Stored items
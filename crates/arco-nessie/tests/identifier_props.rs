//! Property tests for identifier parsing.

use arco_nessie::identifier::{NamespaceIdentifier, TableIdentifier};
use proptest::prelude::*;

fn segment() -> impl Strategy<Value = String> {
    "[a-z][a-z0-9_]{0,11}"
}

fn branch() -> impl Strategy<Value = String> {
    "[a-z][a-z0-9_-]{0,15}"
}

#[test]
fn feature_branch_identifier() {
    let table = TableIdentifier::parse("db.orders@feature-x").expect("parse");
    assert_eq!(table.namespace, vec!["db".to_string()]);
    assert_eq!(table.name, "orders");
    assert_eq!(table.branch.as_deref(), Some("feature-x"));
}

proptest! {
    #[test]
    fn table_identifier_round_trips(
        namespace in prop::collection::vec(segment(), 1..4),
        name in segment(),
        selected in prop::option::of(branch()),
    ) {
        let table = TableIdentifier::new(namespace.clone(), name.clone())
            .with_branch(selected.clone());
        let parsed = TableIdentifier::parse(table.to_string().as_str()).expect("parse");
        prop_assert_eq!(&parsed.namespace, &namespace);
        prop_assert_eq!(&parsed.name, &name);
        prop_assert_eq!(&parsed.branch, &selected);
        prop_assert_eq!(parsed, table);
    }

    #[test]
    fn namespace_identifier_round_trips(
        elements in prop::collection::vec(segment(), 1..4),
        selected in prop::option::of(branch()),
    ) {
        let namespace = NamespaceIdentifier { elements: elements.clone(), branch: selected.clone() };
        let parsed = NamespaceIdentifier::parse(namespace.to_string().as_str()).expect("parse");
        prop_assert_eq!(parsed.elements, elements);
        prop_assert_eq!(parsed.branch, selected);
    }

    #[test]
    fn content_key_path_round_trips(
        namespace in prop::collection::vec(segment(), 1..4),
        name in segment(),
    ) {
        let key = TableIdentifier::new(namespace, name).content_key().expect("key");
        let parsed = arco_core::ContentKey::parse_path(&key.to_path_string()).expect("parse");
        prop_assert_eq!(parsed, key);
    }
}
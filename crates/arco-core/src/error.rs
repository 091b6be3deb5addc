//! Error types and result aliases for reference-store access.
//!
//! These errors describe failures in the vocabulary of the version-controlled
//! reference store (references, content keys, transport). Catalog crates are
//! expected to translate them into their own error kinds at the boundary rather
//! than surfacing them to callers.

use std::fmt;

/// The result type used by reference-store clients.
pub type Result<T> = std::result::Result<T, Error>;

/// Errors reported by a reference store.
#[derive(Debug, thiserror::Error)]
pub enum Error {
    /// The named reference (branch) does not exist.
    #[error("reference not found: {name}")]
    ReferenceNotFound {
        /// Reference name that was looked up.
        name: String,
    },

    /// The reference already exists (branch creation).
    #[error("reference already exists: {name}")]
    ReferenceAlreadyExists {
        /// Reference name that was requested.
        name: String,
    },

    /// The reference moved past the hash the caller expected.
    #[error("reference conflict on {name}: expected hash {expected}, found {actual}")]
    ReferenceConflict {
        /// Reference name.
        name: String,
        /// Hash the caller expected the reference to be at.
        expected: String,
        /// Hash the reference is actually at.
        actual: String,
    },

    /// A commit tried to delete a key that does not exist at the expected hash.
    #[error("content not found: {key}")]
    ContentNotFound {
        /// Rendered content key.
        key: String,
    },

    /// The hash does not identify a known commit.
    #[error("unknown hash: {hash}")]
    UnknownHash {
        /// The unknown hash.
        hash: String,
    },

    /// The store could not be reached or the transport failed.
    #[error("transport error: {message}")]
    Transport {
        /// Description of the transport failure.
        message: String,
        /// The underlying cause, if any.
        #[source]
        source: Option<Box<dyn std::error::Error + Send + Sync>>,
    },

    /// A serialization or deserialization error occurred.
    #[error("serialization error: {message}")]
    Serialization {
        /// Description of the serialization failure.
        message: String,
    },

    /// Invalid input was provided.
    #[error("invalid input: {0}")]
    InvalidInput(String),

    /// An internal error occurred that should not happen in normal operation.
    #[error("internal error: {message}")]
    Internal {
        /// Description of the internal error.
        message: String,
    },
}

impl Error {
    /// Creates a transport error with the given message.
    #[must_use]
    pub fn transport(message: impl Into<String>) -> Self {
        Self::Transport {
            message: message.into(),
            source: None,
        }
    }

    /// Creates a transport error with a source cause.
    #[must_use]
    pub fn transport_with_source(
        message: impl Into<String>,
        source: impl std::error::Error + Send + Sync + 'static,
    ) -> Self {
        Self::Transport {
            message: message.into(),
            source: Some(Box::new(source)),
        }
    }

    /// Creates a reference-not-found error.
    #[must_use]
    pub fn reference_not_found(name: impl fmt::Display) -> Self {
        Self::ReferenceNotFound {
            name: name.to_string(),
        }
    }

    /// Returns true when the error is a transient transport failure.
    #[must_use]
    pub const fn is_transport(&self) -> bool {
        matches!(self, Self::Transport { .. })
    }
}
//! Shared test utilities for the Arco Nessie catalog.
//!
//! This crate provides:
//! - [`TracingRefStore`]: In-memory reference store with operation recording
//!   and failure injection
//! - [`CatalogFixture`]: A catalog wired to shared in-memory stores
//! - Custom assertion helpers
//!
//! # Example
//!
//! ```rust,ignore
//! use arco_test_utils::CatalogFixture;
//!
//! #[tokio::test]
//! async fn test_example() {
//!     let fx = CatalogFixture::new();
//!     fx.namespace("db").await;
//!     fx.table("db.orders").await;
//! }
//! ```

#![forbid(unsafe_code)]
#![deny(missing_docs)]
#![deny(rust_2018_idioms)]
#![warn(clippy::pedantic)]
#![allow(clippy::must_use_candidate)]
// Test utilities use expect/unwrap for cleaner test code - panics are acceptable in tests
#![allow(clippy::expect_used)]
#![allow(clippy::unwrap_used)]
#![allow(clippy::missing_panics_doc)]

pub mod assertions;
pub mod fixtures;
pub mod refstore;

pub use assertions::*;
pub use fixtures::*;
pub use refstore::*;

/// Initialize test logging (call once per test module).
pub fn init_test_logging() {
    use tracing_subscriber::{EnvFilter, fmt};

    let _ = fmt()
        .with_env_filter(
            EnvFilter::from_default_env()
                .add_directive("arco_nessie=debug".parse().expect("valid directive")),
        )
        .with_test_writer()
        .try_init();
}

### What the task requires
Would you retype all of the lines shown above, exactly as given?

### Worked solution
filename crates/arco-nessie/tests/identifier_props.rs
//! Property tests for identifier parsing.

use arco_nessie::identifier::{NamespaceIdentifier, TableIdentifier};
use proptest::prelude::*;

fn segment() -> impl Strategy<Value = String> {
    "[a-z][a-z0-9_]{0,11}"
}

fn branch() -> impl Strategy<Value = String> {
    "[a-z][a-z0-9_-]{0,15}"
}

#[test]
fn feature_branch_identifier() {
    let table = TableIdentifier::parse("db.orders@feature-x").expect("parse");
    assert_eq!(table.namespace, vec!["db".to_string()]);
    assert_eq!(table.name, "orders");
    assert_eq!(table.branch.as_deref(), Some("feature-x"));
}

proptest! {
    #[test]
    fn table_identifier_round_trips(
        namespace in prop::collection::vec(segment(), 1..4),
        name in segment(),
        selected in prop::option::of(branch()),
    ) {
        let table = TableIdentifier::new(namespace.clone(), name.clone())
            .with_branch(selected.clone());
        let parsed = TableIdentifier::parse(table.to_string().as_str()).expect("parse");
        prop_assert_eq!(&parsed.namespace, &namespace);
        prop_assert_eq!(&parsed.name, &name);
        prop_assert_eq!(&parsed.branch, &selected);
        prop_assert_eq!(parsed, table);
    }

    #[test]
    fn namespace_identifier_round_trips(
        elements in prop::collection::vec(segment(), 1..4),
        selected in prop::option::of(branch()),
    ) {
        let namespace = NamespaceIdentifier { elements: elements.clone(), branch: selected.clone() };
        let parsed = NamespaceIdentifier::parse(namespace.to_string().as_str()).expect("parse");
        prop_assert_eq!(parsed.elements, elements);
        prop_assert_eq!(parsed.branch, selected);
    }

    #[test]
    fn content_key_path_round_trips(
        namespace in prop::collection::vec(segment(), 1..4),
        name in segment(),
    ) {
        let key = TableIdentifier::new(namespace, name).content_key().expect("key");
        let parsed = arco_core::ContentKey::parse_path(&key.to_path_string()).expect("parse");
        prop_assert_eq!(parsed, key);
    }
}
filename crates/arco-core/src/error.rs
repository 091b6be3deb5addc
//! Error types and result aliases for reference-store access.
//!
//! These errors describe failures in the vocabulary of the version-controlled
//! reference store (references, content keys, transport). Catalog crates are
//! expected to translate them into their own error kinds at the boundary rather
//! than surfacing them to callers.

use std::fmt;

/// The result type used by reference-store clients.
pub type Result<T> = std::result::Result<T, Error>;

/// Errors reported by a reference store.
#[derive(Debug, thiserror::Error)]
pub enum Error {
    /// The named reference (branch) does not exist.
    #[error("reference not found: {name}")]
    ReferenceNotFound {
        /// Reference name that was looked up.
        name: String,
    },

    /// The reference already exists (branch creation).
    #[error("reference already exists: {name}")]
    ReferenceAlreadyExists {
        /// Reference name that was requested.
        name: String,
    },

    /// The reference moved past the hash the caller expected.
    #[error("reference conflict on {name}: expected hash {expected}, found {actual}")]
    ReferenceConflict {
        /// Reference name.
        name: String,
        /// Hash the caller expected the reference to be at.
        expected: String,
        /// Hash the reference is actually at.
        actual: String,
    },

    /// A commit tried to delete a key that does not exist at the expected hash.
    #[error("content not found: {key}")]
    ContentNotFound {
        /// Rendered content key.
        key: String,
    },

    /// The hash does not identify a known commit.
    #[error("unknown hash: {hash}")]
    UnknownHash {
        /// The unknown hash.
        hash: String,
    },

    /// The store could not be reached or the transport failed.
    #[error("transport error: {message}")]
    Transport {
        /// Description of the transport failure.
        message: String,
        /// The underlying cause, if any.
        #[source]
        source: Option<Box<dyn std::error::Error + Send + Sync>>,
    },

    /// A serialization or deserialization error occurred.
    #[error("serialization error: {message}")]
    Serialization {
        /// Description of the serialization failure.
        message: String,
    },

    /// Invalid input was provided.
    #[error("invalid input: {0}")]
    InvalidInput(String),

    /// An internal error occurred that should not happen in normal operation.
    #[error("internal error: {message}")]
    Internal {
        /// Description of the internal error.
        message: String,
    },
}

impl Error {
    /// Creates a transport error with the given message.
    #[must_use]
    pub fn transport(message: impl Into<String>) -> Self {
        Self::Transport {
            message: message.into(),
            source: None,
        }
    }

    /// Creates a transport error with a source cause.
    #[must_use]
    pub fn transport_with_source(
        message: impl Into<String>,
        source: impl std::error::Error + Send + Sync + 'static,
    ) -> Self {
        Self::Transport {
            message: message.into(),
            source: Some(Box::new(source)),
        }
    }

    /// Creates a reference-not-found error.
    #[must_use]
    pub fn reference_not_found(name: impl fmt::Display) -> Self {
        Self::ReferenceNotFound {
            name: name.to_string(),
        }
    }

    /// Returns true when the error is a transient transport failure.
    #[must_use]
    pub const fn is_transport(&self) -> bool {
        matches!(self, Self::Transport { .. })
    }
}
//! Shared test utilities for the Arco Nessie catalog.
//!
//! This crate provides:
//! - [`TracingRefStore`]: In-memory reference store with operation recording
//!   and failure injection
//! - [`CatalogFixture`]: A catalog wired to shared in-memory stores
//! - Custom assertion helpers
//!
//! # Example
//!
//! ```rust,ignore
//! use arco_test_utils::CatalogFixture;
//!
//! #[tokio::test]
//! async fn test_example() {
//!     let fx = CatalogFixture::new();
//!     fx.namespace("db").await;
//!     fx.table("db.orders").await;
//! }
//! ```

#![forbid(unsafe_code)]
#![deny(missing_docs)]
#![deny(rust_2018_idioms)]
#![warn(clippy::pedantic)]
#![allow(clippy::must_use_candidate)]
// Test utilities use expect/unwrap for cleaner test code - panics are acceptable in tests
#![allow(clippy::expect_used)]
#![allow(clippy::unwrap_used)]
#![allow(clippy::missing_panics_doc)]

pub mod assertions;
pub mod fixtures;
pub mod refstore;

pub use assertions::*;
pub use fixtures::*;
pub use refstore::*;

/// Initialize test logging (call once per test module).
pub fn init_test_logging() {
    use tracing_subscriber::{EnvFilter, fmt};

    let _ = fmt()
        .with_env_filter(
            EnvFilter::from_default_env()
                .add_directive("arco_nessie=debug".parse().expect("valid directive")),
        )
        .with_test_writer()
        .try_init();
}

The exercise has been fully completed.